Достоевский подчеркивает в подпольной жизни ее неполноценность, призрачность (“все прерывается, падает, отрицается, как бы и не существовало”). Жизнь реальная подменяется в подполье, от страха перед действительностью, жизнью в воображении. Но самое страшное то, что в подполье происходит укоренение человека в сознательном, метафизическом зле — не по слабости или низости характера, а по убеждению и отчетливому желанию. И вместе с тем чувствуется, что Достоевский как автор очень ценит, несмотря ни на что, своих подпольных героев и придает их чувствам и переживаниям самое серьезное значение, как чему-то кровно близкому, считая, что именно от их духовных поисков зависит судьба России.
Очевидно также, что духовное становление большинства героев Достоевского проходит по одной и той же схеме, с повторением одних и тех же неправильностей и нарушений, и именно эти общие закономерности развития, общий психологический опыт (пусть даже отрицательный) обуславливают духовное родство многих героев в каждом романе, что и позволяет говорить об их двойничестве, при всей их разнице в идеях и отдельных чертах характера. Подполье является, таким образом, духовным пространством, где формируются характеры и генерируются идеи героев.
Попробуем наметить в самых общих чертах путь развития подпольного героя.
На первой стадии своей духовного развития подпольный герой является нам как “мечтатель” по своему психологическому складу, то есть человек, живущий почти исключительно своим внутренним миром, питающийся своими мыслями и грезами, обогащающий свою душу не общением с людьми, а чтением книг, и потому утративший связь с реальной жизнью, замкнувшийся на себе.

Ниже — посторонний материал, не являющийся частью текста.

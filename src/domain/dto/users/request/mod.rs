//! # 사용자 관련 요청 DTO 모듈
//!
//! 클라이언트로부터 받은 JSON 데이터를 구조화된 Rust 타입으로 변환하고
//! 검증하는 역할을 담당합니다.
//!
//! - **자동 역직렬화**: `serde`를 통한 JSON ↔ Rust 타입 변환
//! - **입력 검증**: `validator` 크레이트를 통한 필드 규칙 검증
//!
//! 검증 실패 시 `validator::ValidationErrors`가 발생하며,
//! 핸들러에서 [`crate::utils::validation::format_validation_errors`]로 메시지를 만든 뒤
//! HTTP 400 Bad Request 응답으로 변환됩니다.

pub mod create_user_request;

pub use create_user_request::CreateUserRequest;
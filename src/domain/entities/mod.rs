//! 영속 엔티티 모듈

pub mod users;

Поэтому он беззащитен перед оценкой себя со стороны. Если другой не признает ценность его внутреннего мира, то этот мир вместе с его обладателем вообще оказывается фикцией. Никак не соотносясь с жизнью, мечтатель проваливается в пустоту (отсюда бесконечные образы углов, каморок, луны, Америки и вообще существования в пустоте у героев Достоевского ).

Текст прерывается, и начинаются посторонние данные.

//! 테스트용 저장소 대역
//!
//! [`FakeTransactionManager`]는 실제 데이터베이스 없이 트랜잭션 흐름을 검증하기 위한
//! 가짜 구현입니다. 시작/삽입/커밋/롤백 호출을 [`Journal`]에 기록하고,
//! 삽입 결과는 생성 시 지정한 [`InsertOutcome`]을 따릅니다.

use std::sync::{Arc, Mutex};
use async_trait::async_trait;
use crate::db::transaction::{Transaction, TransactionManager};
use crate::domain::entities::users::user::User;
use crate::errors::errors::{AppError, AppResult};

/// 삽입 호출에 대한 스크립트된 결과
#[derive(Debug, Clone)]
pub enum InsertOutcome {
    /// 주어진 id를 부여하고 성공
    AssignId(u64),
    /// `DatabaseError`로 실패
    Fail(String),
    /// `ConflictError`로 실패
    Conflict(String),
}

/// 저장소 호출 기록
#[derive(Debug, Clone, Default)]
pub struct Journal {
    pub begun: usize,
    pub committed: usize,
    pub rolled_back: usize,
    pub inserted: Vec<User>,
}

#[derive(Clone)]
pub struct FakeTransactionManager {
    outcome: InsertOutcome,
    begin_error: Option<String>,
    commit_error: Option<String>,
    rollback_error: Option<String>,
    journal: Arc<Mutex<Journal>>,
}

impl FakeTransactionManager {
    pub fn new(outcome: InsertOutcome) -> Self {
        Self {
            outcome,
            begin_error: None,
            commit_error: None,
            rollback_error: None,
            journal: Arc::new(Mutex::new(Journal::default())),
        }
    }

    pub fn failing_begin(mut self, message: &str) -> Self {
        self.begin_error = Some(message.to_string());
        self
    }

    pub fn failing_commit(mut self, message: &str) -> Self {
        self.commit_error = Some(message.to_string());
        self
    }

    pub fn failing_rollback(mut self, message: &str) -> Self {
        self.rollback_error = Some(message.to_string());
        self
    }

    /// 현재까지의 호출 기록 스냅샷
    pub fn journal(&self) -> Journal {
        self.journal.lock().unwrap().clone()
    }
}

#[async_trait]
impl TransactionManager for FakeTransactionManager {
    async fn begin(&self) -> AppResult<Box<dyn Transaction>> {
        if let Some(message) = &self.begin_error {
            return Err(AppError::DatabaseError(message.clone()));
        }

        self.journal.lock().unwrap().begun += 1;

        Ok(Box::new(FakeTransaction {
            outcome: self.outcome.clone(),
            commit_error: self.commit_error.clone(),
            rollback_error: self.rollback_error.clone(),
            journal: Arc::clone(&self.journal),
        }))
    }
}

struct FakeTransaction {
    outcome: InsertOutcome,
    commit_error: Option<String>,
    rollback_error: Option<String>,
    journal: Arc<Mutex<Journal>>,
}

#[async_trait]
impl Transaction for FakeTransaction {
    async fn insert_user(&mut self, user: User) -> AppResult<User> {
        self.journal.lock().unwrap().inserted.push(user.clone());

        match &self.outcome {
            InsertOutcome::AssignId(id) => Ok(user.with_id(*id)),
            InsertOutcome::Fail(message) => Err(AppError::DatabaseError(message.clone())),
            InsertOutcome::Conflict(message) => Err(AppError::ConflictError(message.clone())),
        }
    }

    async fn commit(self: Box<Self>) -> AppResult<()> {
        let FakeTransaction { commit_error, journal, .. } = *self;
        if let Some(message) = commit_error {
            return Err(AppError::DatabaseError(message));
        }
        journal.lock().unwrap().committed += 1;
        Ok(())
    }

    async fn rollback(self: Box<Self>) -> AppResult<()> {
        let FakeTransaction { rollback_error, journal, .. } = *self;
        journal.lock().unwrap().rolled_back += 1;
        match rollback_error {
            Some(message) => Err(AppError::DatabaseError(message)),
            None => Ok(()),
        }
    }
}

“Странное” детство, в котором “мечтательность все съела” (16; 187), детально описывается лишь у Аркадия Долгорукого (“Да, я мечтал изо всех сил и до того, что мне некогда было разговаривать... Особенно счастлив я был, когда... уже один, в самом полном уединении,... начинал пересоздавать жизнь на иной лад,” — 13; 73), но по немногим скупым замечаниям автора мы узнаем о сходном периоде жизни и Настасьи Филипповны, и Ивана Карамазова, и Ставрогина, которого с детства сделал мечтателем Степан Трофимович:
Надо думать, что педагог несколько расстроил нервы своего воспитанника... он был тщедушен и бледен, странно тих и задумчив... Степан Трофимович сумел дотронуться в сердце своего друга до глубочайших струн и вызвать в нем первое, еще неопределенное ощущение той вековечной, священной тоски, которую иная избранная душа, раз вкусив и познав, уже не променяет потом никогда на дешевое удовлетворение. (Есть и такие любители, которые тоской этой дорожат более самого радикального удовлетворения, если б даже таковое и было возможно.) Но во всяком случае хорошо было, что птенца и наставника , хоть и поздно, а развели в разные стороны. (10; 35).
“Любители”, которые дорожат своей мечтой более, нежели ее осуществлением, — это и есть настоящие “мечтатели”, о которых Достоевский пишет, как мы видим, достаточно жестко. Нам дается понять, что воспитанник остался не только вдохновлен на всю жизнь возвышенными идеями, но и чем-то отравлен. Данное воспитание дало толчок ко всему будущему развитию Ставрогина и во многом предопределило страшную двойственность его характера.
Незнание реальности оборачивается для мечтателя тем, что когда он пытается преодолеть свой солипсизм, то делает это крайне эксцентричными поступками, которые никак не вписываются в реальную жизнь, будучи аффектированными, “надрывными” и в то же время до крайности беспомощными (мечты о поджоге и изнасиловании Ахмаковой у Подростка, скандалы Настасьи Филипповны, преступление Раскольникова, беснование Ставрогина, попытка самоубийства Ипполита). Все эти отчаянные действия бесполезны, лишены положительного содержания и выдают полную неспособность героев реально изменить себя и свою судьбу. “Мечтательное” прошлое продолжает трагическим образом ограждать героя от действительности и приговаривает его к полному одиночеству.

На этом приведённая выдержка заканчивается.